Data and Short Round also both landed in groups where they were not the lowest person on the totem. Chunk was the target of his friends’ cruelty and paid for admission to the group and literally the house with ritual humiliation codified in the Truffle Shuffle. (This is probably the reason Chunk took to Sloth instantly. He had finally found a friend who didn’t demand his humiliation and, conveniently, one who would always be beneath him in the group's social hierarchy. Or, maybe Chunk was just a really good kid.) Willie, the forgettable female lead in Indiana Jones, was the target of Indy’s misogynistic scorn, and her incompetence (illustrated by elephant-related hijinks and the failure to seduce a very seducible Indy) is the source of much of the movie’s humor. It helps to have foils like Chunk and Willie to show the others that even though you’re an Asian kid with a bowl haircut and the wrong clothes, you are still more like them in the ways that matter, that whiteness itself isn’t the desired trait, but rather, it’s the content of your fucking character.
The most crucial tip Ke Huy Quan offers young immigrants wishing to unlock the promise of American life is to go on adventures. Friendships are not built in a sterile lab. Go looking for pirate treasure, steal from Chinese gangsters, save your friends’ lives, let them save yours, let them think you died falling into a pit when you were actually saved by your pinchers of power, and let the sweet relief of knowing you’re not dead wash over them. Share the risks and rewards of adventure (and yes! as much as I want to gnaw my fingers off for typing this, friendship is the most essential reward). Adventure is the shortcut to the hearts and minds of your American friends.

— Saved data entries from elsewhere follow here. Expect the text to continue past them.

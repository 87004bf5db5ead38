use axum::http::StatusCode;
use axum::{Json, Router, routing::post};
use log::{info, warn};

use crate::config::ServerConfig;
use crate::data::{Diagnostics, GenerateRequest, GenerationResult, PenaltyRequest};
use crate::diagnostics::compute_diagnostics;
use crate::error::{ConfigError, ServerError};
use crate::solver;

type HandlerError = (StatusCode, String);

fn rejected(e: ConfigError) -> HandlerError {
    warn!("Rejected configuration: {}", e);
    (StatusCode::BAD_REQUEST, e.to_string())
}

async fn generate_handler(
    Json(request): Json<GenerateRequest>,
) -> Result<Json<GenerationResult>, HandlerError> {
    request.config.check_shape().map_err(rejected)?;
    tokio::task::spawn_blocking(move || solver::generate(&request.config, &request.options))
        .await
        .map(Json)
        .map_err(|e| (StatusCode::INTERNAL_SERVER_ERROR, e.to_string()))
}

async fn penalty_handler(
    Json(request): Json<PenaltyRequest>,
) -> Result<Json<Diagnostics>, HandlerError> {
    request.config.check_shape().map_err(rejected)?;
    request
        .config
        .check_timetable_shape(&request.timetable)
        .map_err(rejected)?;
    Ok(Json(compute_diagnostics(
        &request.timetable,
        &request.config,
        &request.weights,
    )))
}

pub fn router() -> Router {
    Router::new()
        .route("/v1/timetable/generate", post(generate_handler))
        .route("/v1/timetable/penalty", post(penalty_handler))
}

pub async fn run_server(config: &ServerConfig) -> Result<(), ServerError> {
    let listener = tokio::net::TcpListener::bind(config.bind_addr).await?;
    info!("Server running at http://{}", listener.local_addr()?);

    axum::serve(listener, router()).await?;
    Ok(())
}
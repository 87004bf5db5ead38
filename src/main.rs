use timetable_solver::config::{DEFAULT_LOG_FILTER, ServerConfig};
use timetable_solver::error::ServerError;
use timetable_solver::server;

#[tokio::main]
async fn main() -> Result<(), ServerError> {
    env_logger::Builder::from_env(env_logger::Env::default().default_filter_or(DEFAULT_LOG_FILTER))
        .init();

    let config = ServerConfig::from_env()?;
    server::run_server(&config).await
}
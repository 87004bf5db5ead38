use crate::data::{Resource, SchoolConfig, Subject, Teacher};
use itertools::Itertools;
use std::collections::HashMap;

/// Lookups over a [`SchoolConfig`], built once per generation run.
///
/// Ids that do not resolve are not an error here; they surface later as
/// requirements with no feasible teacher or resource.
#[derive(Debug, Clone)]
pub struct DomainIndex<'a> {
    pub subjects_by_id: HashMap<&'a str, &'a Subject>,
    pub teachers_by_id: HashMap<&'a str, &'a Teacher>,
    pub resources_by_id: HashMap<&'a str, &'a Resource>,
    /// Resources grouped by type tag, each group in configuration order.
    pub resources_by_type: HashMap<&'a str, Vec<&'a Resource>>,
    teachers_by_rank: Vec<&'a Teacher>,
}

impl<'a> DomainIndex<'a> {
    pub fn build(config: &'a SchoolConfig) -> Self {
        let subjects_by_id = config.subjects.iter().map(|s| (s.id.as_str(), s)).collect();
        let teachers_by_id = config.teachers.iter().map(|t| (t.id.as_str(), t)).collect();
        let resources_by_id = config.resources.iter().map(|r| (r.id.as_str(), r)).collect();
        let resources_by_type = config
            .resources
            .iter()
            .map(|r| (r.kind.as_str(), r))
            .into_group_map();
        let teachers_by_rank = config
            .teachers
            .iter()
            .sorted_by(|a, b| a.id.cmp(&b.id))
            .collect();

        Self {
            subjects_by_id,
            teachers_by_id,
            resources_by_id,
            resources_by_type,
            teachers_by_rank,
        }
    }

    pub fn subject(&self, id: &str) -> Option<&'a Subject> {
        self.subjects_by_id.get(id).copied()
    }

    pub fn teacher(&self, id: &str) -> Option<&'a Teacher> {
        self.teachers_by_id.get(id).copied()
    }

    pub fn resource(&self, id: &str) -> Option<&'a Resource> {
        self.resources_by_id.get(id).copied()
    }

    /// Teachers in ascending id order, the order candidates are tried in.
    pub fn teachers(&self) -> impl Iterator<Item = &'a Teacher> + '_ {
        self.teachers_by_rank.iter().copied()
    }

    /// Resources tagged `kind`, in configuration order.
    pub fn resources_of(&self, kind: &str) -> &[&'a Resource] {
        self.resources_by_type
            .get(kind)
            .map(Vec::as_slice)
            .unwrap_or_default()
    }
}
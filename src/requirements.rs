use crate::data::{SchoolConfig, Subject};
use crate::index::DomainIndex;
use itertools::Itertools;
use std::cmp::Ordering;

/// One unit of weekly demand for a class-subject pair.
#[derive(Debug, Clone, Copy, PartialEq, Eq)]
pub struct Requirement<'a> {
    pub class_id: &'a str,
    pub subject_id: &'a str,
    pub requires_double: bool,
    pub resource_type: Option<&'a str>,
    /// The subject's nominal weekly periods; only used for ordering.
    pub weekly_periods: u32,
}

impl Requirement<'_> {
    /// Number of consecutive periods this requirement claims.
    pub fn span(&self) -> usize {
        if self.requires_double { 2 } else { 1 }
    }
}

/// Resource type a subject needs, if any.
///
/// An explicit `resourceType` wins; lab subjects otherwise need a
/// `computer_lab` when their name mentions computers and a `lab` if not.
pub fn resource_type_of(subject: &Subject) -> Option<&str> {
    if let Some(kind) = subject.resource_type.as_deref() {
        return Some(kind);
    }
    if !subject.lab {
        return None;
    }
    if subject.name.to_lowercase().contains("computer") {
        Some("computer_lab")
    } else {
        Some("lab")
    }
}

/// Hardest requirements first: doubles, then resource-bound, then by
/// weekly count, with ids breaking ties.
fn placement_order(a: &Requirement<'_>, b: &Requirement<'_>) -> Ordering {
    b.requires_double
        .cmp(&a.requires_double)
        .then_with(|| b.resource_type.is_some().cmp(&a.resource_type.is_some()))
        .then_with(|| b.weekly_periods.cmp(&a.weekly_periods))
        .then_with(|| a.class_id.cmp(b.class_id))
        .then_with(|| a.subject_id.cmp(b.subject_id))
}

/// Expands every class's weekly subject counts into requirements, in the
/// order the greedy assigner should place them.
pub fn flatten<'a>(config: &'a SchoolConfig, index: &DomainIndex<'a>) -> Vec<Requirement<'a>> {
    config
        .classes
        .iter()
        .flat_map(|class| {
            class.subjects.iter().flat_map(move |(subject_id, &count)| {
                let subject = index.subject(subject_id);
                let requirement = Requirement {
                    class_id: class.id.as_str(),
                    subject_id: subject_id.as_str(),
                    requires_double: subject.is_some_and(|s| s.double_period),
                    resource_type: subject.and_then(resource_type_of),
                    weekly_periods: subject.map_or(0, |s| s.weekly_periods),
                };
                std::iter::repeat_n(requirement, count as usize)
            })
        })
        .sorted_by(placement_order)
        .collect()
}
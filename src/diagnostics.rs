//! Soft-constraint scoring of a complete timetable.
//!
//! The evaluator is a pure function of the timetable: it keeps no state
//! between calls and is safe to run after every trial move.
//!
//! | Violation | Default weight |
//! |-----------|----------------|
//! | Unassigned marker (per cell) | 20 |
//! | Same subject in periods p and p + 1 of a class, outside one double | 10 |
//! | Teacher busy, free, busy within a day | 5 |

use crate::data::{Day, Diagnostics, PenaltyWeights, SchoolConfig, Timetable, TimetableEntry};
use std::collections::{BTreeMap, BTreeSet, HashMap};

/// Scores `timetable` with the default [`PenaltyWeights`].
///
/// This is the read-only hook for callers that only want to display the
/// quality of a stored timetable.
pub fn compute_penalty(timetable: &Timetable, config: &SchoolConfig) -> Diagnostics {
    compute_diagnostics(timetable, config, &PenaltyWeights::default())
}

pub fn compute_diagnostics(
    timetable: &Timetable,
    config: &SchoolConfig,
    weights: &PenaltyWeights,
) -> Diagnostics {
    let mut unassigned_count = 0;
    // Weights come from callers; the score saturates instead of wrapping.
    let mut penalty_score: u64 = 0;
    let mut teacher_loads: BTreeMap<String, u32> =
        config.teachers.iter().map(|t| (t.id.clone(), 0)).collect();
    let mut teacher_days: HashMap<(&str, Day), BTreeSet<usize>> = HashMap::new();

    for grid in timetable.values() {
        for (day, row) in grid.iter().enumerate() {
            for (period, cell) in row.iter().enumerate() {
                match cell {
                    None => {}
                    Some(TimetableEntry::Unassigned(_)) => {
                        unassigned_count += 1;
                        penalty_score = penalty_score.saturating_add(weights.unassigned);
                    }
                    Some(TimetableEntry::Assigned(lesson)) => {
                        *teacher_loads.entry(lesson.teacher_id.clone()).or_insert(0) += 1;
                        teacher_days
                            .entry((lesson.teacher_id.as_str(), day))
                            .or_default()
                            .insert(period);
                    }
                }
            }

            for pair in row.windows(2) {
                let [Some(TimetableEntry::Assigned(a)), Some(TimetableEntry::Assigned(b))] = pair
                else {
                    continue;
                };
                if a.subject_id == b.subject_id && !a.pairs_with(b) {
                    penalty_score = penalty_score.saturating_add(weights.adjacency);
                }
            }
        }
    }

    for periods in teacher_days.values() {
        let busy: Vec<bool> = (0..config.periods_per_day)
            .map(|p| periods.contains(&p))
            .collect();
        let gaps = busy
            .windows(3)
            .filter(|w| matches!(w, [true, false, true]))
            .count() as u64;
        penalty_score = penalty_score.saturating_add(gaps.saturating_mul(weights.idle_gap));
    }

    Diagnostics {
        unassigned_count,
        penalty_score,
        teacher_loads,
    }
}
//! Argument helpers for tool handlers.
//!
//! Backends usually send tool arguments as a JSON object, but some models
//! encode them as a JSON string; both forms are accepted.
//!
//! ```rust
//! use ktooling::{optional_string, parse_json_object, required_string};
//! use serde_json::json;
//!
//! let args = parse_json_object(&json!({"query": "md"})).expect("object should parse");
//! assert_eq!(required_string(&args, "query").expect("query"), "md");
//! assert_eq!(optional_string(&args, "path", "."), ".");
//! ```

use serde_json::{Map, Value};

use crate::ToolError;

pub fn parse_json_object(arguments: &Value) -> Result<Map<String, Value>, ToolError> {
    match arguments {
        Value::Object(map) => Ok(map.clone()),
        Value::Null => Ok(Map::new()),
        Value::String(raw) if raw.trim().is_empty() => Ok(Map::new()),
        Value::String(raw) => {
            let parsed = serde_json::from_str::<Value>(raw).map_err(|err| {
                ToolError::invalid_arguments(format!("invalid JSON arguments: {err}"))
            })?;
            parsed
                .as_object()
                .cloned()
                .ok_or_else(|| ToolError::invalid_arguments("expected JSON object arguments"))
        }
        _ => Err(ToolError::invalid_arguments(
            "expected JSON object arguments",
        )),
    }
}

pub fn required_string(args: &Map<String, Value>, key: &str) -> Result<String, ToolError> {
    args.get(key)
        .and_then(Value::as_str)
        .map(ToString::to_string)
        .ok_or_else(|| ToolError::invalid_arguments(format!("missing required string: '{key}'")))
}

/// Returns the string under `key`, or `default` when it is absent or empty.
pub fn optional_string(args: &Map<String, Value>, key: &str, default: &str) -> String {
    args.get(key)
        .and_then(Value::as_str)
        .filter(|value| !value.is_empty())
        .unwrap_or(default)
        .to_string()
}

#[cfg(test)]
mod tests {
    use serde_json::json;

    use super::*;
    use crate::ToolErrorKind;

    #[test]
    fn string_encoded_arguments_are_decoded() {
        let args = parse_json_object(&json!("{\"path\":\"README.md\"}")).expect("args");
        assert_eq!(required_string(&args, "path").expect("path"), "README.md");
    }

    #[test]
    fn null_and_blank_arguments_are_empty_objects() {
        assert!(parse_json_object(&Value::Null).expect("null").is_empty());
        assert!(parse_json_object(&json!("  ")).expect("blank").is_empty());
    }

    #[test]
    fn non_object_arguments_are_rejected() {
        let error = parse_json_object(&json!([1, 2])).expect_err("array should fail");
        assert_eq!(error.kind, ToolErrorKind::InvalidArguments);

        let error = parse_json_object(&json!("{")).expect_err("bad json should fail");
        assert!(error.message.starts_with("invalid JSON arguments"));
    }

    #[test]
    fn optional_string_falls_back_on_missing_empty_or_non_string() {
        let args = parse_json_object(&json!({"a": "", "b": 3, "c": "12h"})).expect("args");
        assert_eq!(optional_string(&args, "a", "24h"), "24h");
        assert_eq!(optional_string(&args, "b", "24h"), "24h");
        assert_eq!(optional_string(&args, "c", "24h"), "12h");
        assert_eq!(optional_string(&args, "d", "."), ".");
    }
}
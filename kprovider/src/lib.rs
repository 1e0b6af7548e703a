//! Chat backends for the kiln client: wire model, the Ollama adapter, the
//! offline response simulator, and name-based capability detection.
//!
//! ```rust
//! use kprovider::{CapabilityDetector, fixture_models};
//!
//! let detector = CapabilityDetector::default();
//! let models = fixture_models();
//! let vision = models
//!     .iter()
//!     .filter(|model| detector.detect(&model.name).vision)
//!     .count();
//! assert_eq!(vision, 1);
//! ```

pub mod adapters;
mod capabilities;
mod error;
mod fixtures;
mod hooks;
mod model;
mod provider;
mod simulator;
mod stream;

pub mod prelude {
    pub use crate::{
        CapabilityDetector, CapabilitySet, ChatRequest, ChatResponse, Message, ModelDescriptor,
        ModelProvider, ProviderError, ProviderErrorKind, ResponseSimulator, Role, StreamEvent,
        ToolCall, ToolDefinition,
    };
}

pub use capabilities::{
    CapabilityDetector, CapabilitySet, DEFAULT_TOOL_KEYWORDS, DEFAULT_VISION_KEYWORDS,
};
pub use error::{ProviderError, ProviderErrorKind};
pub use fixtures::fixture_models;
pub use hooks::{NoopOperationHooks, ProviderOperationHooks, observe_operation};
pub use model::{
    ChatRequest, ChatRequestBuilder, ChatResponse, Message, ModelDescriptor, ModelDetails,
    ParameterSchema, ParameterSpec, ParameterType, Role, ToolCall, ToolDefinition,
};
pub use provider::{ModelProvider, ProviderFuture};
pub use simulator::{
    ChunkStream, DEFAULT_CHUNK_DELAY, FixedRandom, RandomSource, ResponseSimulator, SystemRandom,
    split_into_chunks,
};
pub use stream::{BoxedEventStream, ModelEventStream, StreamEvent, VecEventStream};
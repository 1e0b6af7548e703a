//! Structured log events for backend operations and tool executions.
//!
//! ```rust
//! use kobserve::TracingObservabilityHooks;
//! use ktooling::ToolRuntimeHooks;
//!
//! fn accepts_tool_hooks(_hooks: &dyn ToolRuntimeHooks) {}
//!
//! let hooks = TracingObservabilityHooks;
//! accepts_tool_hooks(&hooks);
//! ```

use std::time::Duration;

use kprovider::{ProviderError, ProviderOperationHooks, ToolCall};
use ktooling::{ToolError, ToolExecutionResult, ToolRuntimeHooks};

#[derive(Debug, Clone, Copy, Default)]
pub struct TracingObservabilityHooks;

impl ProviderOperationHooks for TracingObservabilityHooks {
    fn on_operation_start(&self, provider: &str, operation: &str) {
        tracing::debug!(
            phase = "provider",
            event = "operation_start",
            provider,
            operation
        );
    }

    fn on_success(&self, provider: &str, operation: &str, elapsed: Duration) {
        tracing::info!(
            phase = "provider",
            event = "success",
            provider,
            operation,
            elapsed_ms = elapsed.as_millis() as u64
        );
    }

    fn on_failure(
        &self,
        provider: &str,
        operation: &str,
        elapsed: Duration,
        error: &ProviderError,
    ) {
        tracing::warn!(
            phase = "provider",
            event = "failure",
            provider,
            operation,
            elapsed_ms = elapsed.as_millis() as u64,
            error_kind = ?error.kind,
            retryable = error.retryable,
            error = %error
        );
    }
}

impl ToolRuntimeHooks for TracingObservabilityHooks {
    fn on_execution_start(&self, tool_call: &ToolCall) {
        tracing::info!(
            phase = "tool",
            event = "execution_start",
            tool_name = tool_call.name,
            arguments = %tool_call.arguments
        );
    }

    fn on_execution_success(
        &self,
        tool_call: &ToolCall,
        result: &ToolExecutionResult,
        elapsed: Duration,
    ) {
        tracing::info!(
            phase = "tool",
            event = "execution_success",
            tool_name = tool_call.name,
            result_len = result.result.len(),
            elapsed_ms = elapsed.as_millis() as u64
        );
    }

    fn on_execution_failure(&self, tool_call: &ToolCall, error: &ToolError, elapsed: Duration) {
        tracing::warn!(
            phase = "tool",
            event = "execution_failure",
            tool_name = tool_call.name,
            elapsed_ms = elapsed.as_millis() as u64,
            error_kind = ?error.kind,
            error = %error
        );
    }
}
impl ConversationController {
    pub fn builder(provider: Arc<dyn ModelProvider>) -> ConversationControllerBuilder {
        ConversationControllerBuilder::new(provider)
    }

    fn state(&self) -> MutexGuard<'_, ConversationState> {
        self.state.lock().unwrap_or_else(PoisonError::into_inner)
    }

    fn set_phase(&self, phase: ControllerPhase) {
        self.state().phase = phase;
    }

    /// Applies a turn's write if its conversation is still current. Returns
    /// false once the model was switched, and the turn should stop.
    fn update_turn(&self, epoch: u64, write: impl FnOnce(&mut ConversationState)) -> bool {
        let mut state = self.state();
        if state.epoch != epoch {
            tracing::debug!(
                turn_epoch = epoch,
                current_epoch = state.epoch,
                "conversation replaced; dropping turn output"
            );
            return false;
        }
        write(&mut *state);
        true
    }

    /// Queries the backend for models. Success switches to live mode; any
    /// failure switches to simulation over the fixture model list.
    pub async fn refresh_models(&self) -> ConnectionMode {
        {
            let mut state = self.state();
            if !state.busy {
                state.phase = ControllerPhase::AwaitingConnectionProbe;
            }
        }

        let provider = self.provider.name();
        let outcome = observe_operation(
            provider,
            "list_models",
            self.hooks.as_ref(),
            self.provider.list_models(),
        )
        .await;

        let (mode, notification) = match outcome {
            Ok(models) => {
                tracing::info!(provider, models = models.len(), "connected to backend");
                let notification = Notification::info(
                    "Connected to Ollama",
                    format!("Found {} models", models.len()),
                );
                self.finish_probe(ConnectionMode::Connected, models);
                (ConnectionMode::Connected, notification)
            }
            Err(error) => {
                tracing::warn!(provider, error = %error, "backend unreachable; using simulation");
                self.finish_probe(ConnectionMode::Simulated, fixture_models());
                (
                    ConnectionMode::Simulated,
                    Notification::warning(
                        "Connection Failed",
                        "Cannot connect to Ollama. Running in simulation mode.",
                    ),
                )
            }
        };

        self.notifier.notify(notification);
        mode
    }

    fn finish_probe(&self, mode: ConnectionMode, models: Vec<ModelDescriptor>) {
        let mut state = self.state();
        state.mode = mode;
        state.models = models;
        if !state.busy {
            state.phase = ControllerPhase::Idle;
        }
    }

    /// Selects a listed model, resetting the conversation. A turn still in
    /// flight keeps running but no longer writes to the transcript.
    pub fn select_model(&self, name: &str) -> Result<CapabilitySet, ChatError> {
        let mut state = self.state();
        let model = state
            .models
            .iter()
            .find(|model| model.name == name)
            .cloned()
            .ok_or_else(|| ChatError::invalid_request(format!("unknown model: {name}")))?;

        let capabilities = self.detector.detect(&model.name);
        tracing::debug!(model = %model.name, ?capabilities, "model selected");

        state.selected = Some(model);
        state.capabilities = capabilities;
        state.transcript.clear();
        state.image = None;
        state.tools_enabled = capabilities.tools;
        state.epoch = state.epoch.wrapping_add(1);
        Ok(capabilities)
    }

    pub fn set_input(&self, text: impl Into<String>) {
        self.state().input = text.into();
    }

    pub fn input(&self) -> String {
        self.state().input.clone()
    }

    /// Attaches an image to the next user message. Requires a vision model
    /// and a base64 payload.
    pub fn attach_image(&self, image: ImageAttachment) -> Result<(), ChatError> {
        let mut state = self.state();
        if !state.capabilities.vision {
            return Err(ChatError::invalid_request(
                "the selected model does not accept images",
            ));
        }
        image.decode()?;
        state.image = Some(image);
        Ok(())
    }

    pub fn clear_image(&self) {
        self.state().image = None;
    }

    pub fn set_streaming_enabled(&self, enabled: bool) {
        self.state().streaming_enabled = enabled;
    }

    /// User override of the tool toggle. Tools are only offered to the
    /// backend while the selected model also supports them.
    pub fn set_tools_enabled(&self, enabled: bool) {
        self.state().tools_enabled = enabled;
    }

    pub fn tool_manifest(&self) -> Vec<ToolDefinition> {
        self.tools.definitions()
    }

    pub fn messages(&self) -> Vec<ChatMessage> {
        self.state().transcript.messages().to_vec()
    }

    pub fn snapshot(&self) -> ConversationSnapshot {
        let state = self.state();
        ConversationSnapshot {
            messages: state.transcript.messages().to_vec(),
            models: state.models.clone(),
            selected_model: state.selected.as_ref().map(|model| model.name.clone()),
            capabilities: state.capabilities,
            mode: state.mode,
            phase: state.phase,
            input: state.input.clone(),
            image: state.image.clone(),
            streaming_enabled: state.streaming_enabled,
            tools_enabled: state.tools_enabled,
            busy: state.busy,
            streaming_in_progress: state.transcript.in_progress(),
        }
    }

    /// Runs one turn from the buffered input.
    ///
    /// Returns [`TurnOutcome::Skipped`] without side effects when the input is
    /// blank, no model is selected, or another turn is in flight. A turn cut
    /// short by a model switch still reports [`TurnOutcome::Completed`].
    pub async fn send_message(&self) -> TurnOutcome {
        let Some(plan) = self.begin_turn() else {
            return TurnOutcome::Skipped;
        };
        let _guard = TurnGuard {
            controller: self,
            epoch: plan.epoch,
        };

        tracing::info!(model = %plan.model, mode = ?plan.mode, stream = plan.stream, "turn started");

        let mode = plan.mode;
        let result = match mode {
            ConnectionMode::Connected => self.run_live(plan).await,
            ConnectionMode::Simulated | ConnectionMode::Unprobed => {
                self.run_simulated(plan).await;
                Ok(())
            }
        };

        match result {
            Ok(()) => TurnOutcome::Completed,
            Err(error) => {
                tracing::warn!(error = %error, "turn failed");
                self.notifier.notify(Notification::error(
                    "Error",
                    "Failed to send message. Check your Ollama connection.",
                ));
                TurnOutcome::Failed(error)
            }
        }
    }

    fn begin_turn(&self) -> Option<TurnPlan> {
        let mut state = self.state();
        if state.busy || state.input.trim().is_empty() {
            return None;
        }
        let model = state.selected.as_ref()?.name.clone();

        let user_text = std::mem::take(&mut state.input);
        let image = state.image.clone();
        state
            .transcript
            .push(ChatMessage::user(user_text.clone(), image));
        state.busy = true;
        state.phase = ControllerPhase::Sending;

        Some(TurnPlan {
            model,
            history: state
                .transcript
                .messages()
                .iter()
                .map(ChatMessage::to_wire)
                .collect(),
            user_text,
            stream: state.streaming_enabled,
            tools_active: state.tools_enabled && state.capabilities.tools,
            mode: state.mode,
            epoch: state.epoch,
        })
    }

    async fn run_live(&self, plan: TurnPlan) -> Result<(), ChatError> {
        let tools = if plan.tools_active {
            self.tools.definitions()
        } else {
            Vec::new()
        };
        let request = ChatRequest::builder(plan.model)
            .messages(plan.history)
            .temperature(self.temperature)
            .tools(tools)
            .streaming(plan.stream)
            .build()?;

        if plan.stream {
            self.stream_live(request, plan.epoch).await
        } else {
            self.complete_live(request, plan.epoch).await
        }
    }

    async fn stream_live(&self, request: ChatRequest, epoch: u64) -> Result<(), ChatError> {
        let provider = self.provider.name();
        let started = Instant::now();
        let mut stream = observe_operation(
            provider,
            "chat_stream",
            self.hooks.as_ref(),
            self.provider.stream(request),
        )
        .await?;

        let opened = self.update_turn(epoch, |state| {
            state.phase = ControllerPhase::Streaming;
            state.transcript.begin_placeholder();
        });
        if !opened {
            return Ok(());
        }

        while let Some(item) = stream.next().await {
            let event = match item {
                Ok(event) => event,
                Err(error) => {
                    self.hooks
                        .on_failure(provider, "chat_stream", started.elapsed(), &error);
                    return Err(error.into());
                }
            };

            match event {
                StreamEvent::TextDelta(delta) => {
                    if !self.update_turn(epoch, |state| state.transcript.append_delta(&delta)) {
                        return Ok(());
                    }
                }
                StreamEvent::ToolCall(call) => {
                    let dispatching = self.update_turn(epoch, |state| {
                        state.transcript.seal();
                        state.phase = ControllerPhase::ToolDispatch;
                    });
                    if !dispatching {
                        return Ok(());
                    }

                    let block = self.tools.execute(call).await.transcript_block();
                    let recorded = self.update_turn(epoch, |state| {
                        state.transcript.push(ChatMessage::assistant(block));
                        state.phase = ControllerPhase::Streaming;
                    });
                    if !recorded {
                        return Ok(());
                    }
                }
                StreamEvent::Done => break,
            }
        }

        Ok(())
    }

    async fn complete_live(&self, request: ChatRequest, epoch: u64) -> Result<(), ChatError> {
        self.set_phase(ControllerPhase::WholeReceive);

        let response = observe_operation(
            self.provider.name(),
            "chat",
            self.hooks.as_ref(),
            self.provider.complete(request),
        )
        .await?;

        for call in response.tool_calls {
            if !self.update_turn(epoch, |state| state.phase = ControllerPhase::ToolDispatch) {
                return Ok(());
            }
            let block = self.tools.execute(call).await.transcript_block();
            if !self.update_turn(epoch, |state| {
                state.transcript.push(ChatMessage::assistant(block))
            }) {
                return Ok(());
            }
        }

        let content = if response.content.is_empty() {
            EMPTY_REPLY_PLACEHOLDER.to_string()
        } else {
            response.content
        };
        self.update_turn(epoch, |state| {
            state.transcript.push(ChatMessage::assistant(content))
        });
        Ok(())
    }

    async fn run_simulated(&self, plan: TurnPlan) {
        let intent = if plan.tools_active {
            detect_tool_intent(&plan.user_text)
        } else {
            None
        };

        let reply = match intent {
            Some(call) => {
                self.set_phase(ControllerPhase::ToolDispatch);
                self.tools.execute(call).await.simulated_text()
            }
            None => self.simulator.generate(&plan.user_text, &plan.model),
        };

        let epoch = plan.epoch;
        if !plan.stream {
            self.update_turn(epoch, |state| {
                state.transcript.push(ChatMessage::assistant(reply))
            });
            return;
        }

        let opened = self.update_turn(epoch, |state| {
            state.phase = ControllerPhase::Streaming;
            state.transcript.begin_placeholder();
        });
        if !opened {
            return;
        }

        let mut chunks = self.simulator.stream_text(reply);
        while let Some(chunk) = chunks.next().await {
            if !self.update_turn(epoch, |state| state.transcript.append_delta(&chunk)) {
                return;
            }
        }
    }
}
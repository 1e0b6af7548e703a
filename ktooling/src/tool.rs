//! Tool trait contract for registry-managed capabilities.
//!
//! ```rust
//! use kprovider::{ParameterSchema, ToolDefinition};
//! use ktooling::{FunctionTool, Tool};
//!
//! let tool = FunctionTool::new(
//!     ToolDefinition::new("echo", "Echoes input", ParameterSchema::new()),
//!     |args, _ctx| async move { Ok(args.to_string()) },
//! );
//!
//! assert_eq!(tool.definition().name, "echo");
//! ```

use std::future::Future;
use std::sync::Arc;

use kcommon::BoxFuture;
use kprovider::ToolDefinition;
use serde_json::Value;

use crate::{ToolError, ToolExecutionContext};

pub type ToolFuture<'a, T> = BoxFuture<'a, T>;

pub trait Tool: Send + Sync {
    fn definition(&self) -> ToolDefinition;

    fn invoke<'a>(
        &'a self,
        arguments: &'a Value,
        context: &'a ToolExecutionContext,
    ) -> ToolFuture<'a, Result<String, ToolError>>;
}

type ToolHandler = dyn Fn(Value, ToolExecutionContext) -> ToolFuture<'static, Result<String, ToolError>>
    + Send
    + Sync;

pub struct FunctionTool {
    definition: ToolDefinition,
    handler: Arc<ToolHandler>,
}

impl FunctionTool {
    pub fn new<F, Fut>(definition: ToolDefinition, handler: F) -> Self
    where
        F: Fn(Value, ToolExecutionContext) -> Fut + Send + Sync + 'static,
        Fut: Future<Output = Result<String, ToolError>> + Send + 'static,
    {
        let handler: Arc<ToolHandler> =
            Arc::new(move |arguments, context| Box::pin(handler(arguments, context)));

        Self {
            definition,
            handler,
        }
    }
}

impl Tool for FunctionTool {
    fn definition(&self) -> ToolDefinition {
        self.definition.clone()
    }

    fn invoke<'a>(
        &'a self,
        arguments: &'a Value,
        context: &'a ToolExecutionContext,
    ) -> ToolFuture<'a, Result<String, ToolError>> {
        (self.handler)(arguments.clone(), context.clone())
    }
}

I have followed the path laid by Short Round and Data. I chose the right friends; I am not at the bottom of the social hierarchy of any group; I went on a thousand adventures as an AmeriCorps and Peace Corps volunteer. Because of this, I feel comfortable here. I feel like I belong. I’m as American as the next motherfucker. A lot of this starts with friendships, and, in part, I have Ke Huy Quan to thank for this. He incepted me via the movies I adored as a kid. He incepts me still as Waymond Wang, teaching me to gracefully grow into middle age and beyond, compelling me to employ kindness to be a more loving husband, father, and interdimensional freedom fighter.
Dae Woo Son lives in St. Louis, MO with his wife, two daughters, and a needy dog. This is Dae’s first recommendation for Movie Night.
Indiana Jones and the Temple of Doom
Written by George Lucas, Willard Huyck, and Gloria Katz; Directed by Steven Spielberg
Written by Steven Spielberg and Chris Columbus; Directed by Richard Donner
Everything Everywhere All at Once
Written and Directed by Daniel Kwan and Daniel Scheinert
English and Mandarin
Stray Thoughts from the Editor
Something a little different this week; I’m excited that my friend, Dae Woo Son, agreed to write a recommendation for Movie Night. We had a very long negotiation:
I sent him the template (which he ignored) and weeks later, he sent this back. Frankly, I’m glad he disregarded the template. My personal experience of knowing Dae: He is an expert at using humor to lower defenses and drive swiftly towards earnest conversations on all things life. In many other universes of our infinite multiverse, Dae is an accomplished stand-up comedian.
I loved how easily Dae tied in references to multiple decades of film in this. On the off chance you haven’t seen the three main films Dae recommends, read this, watch them, and then reread this. I was glad that I did.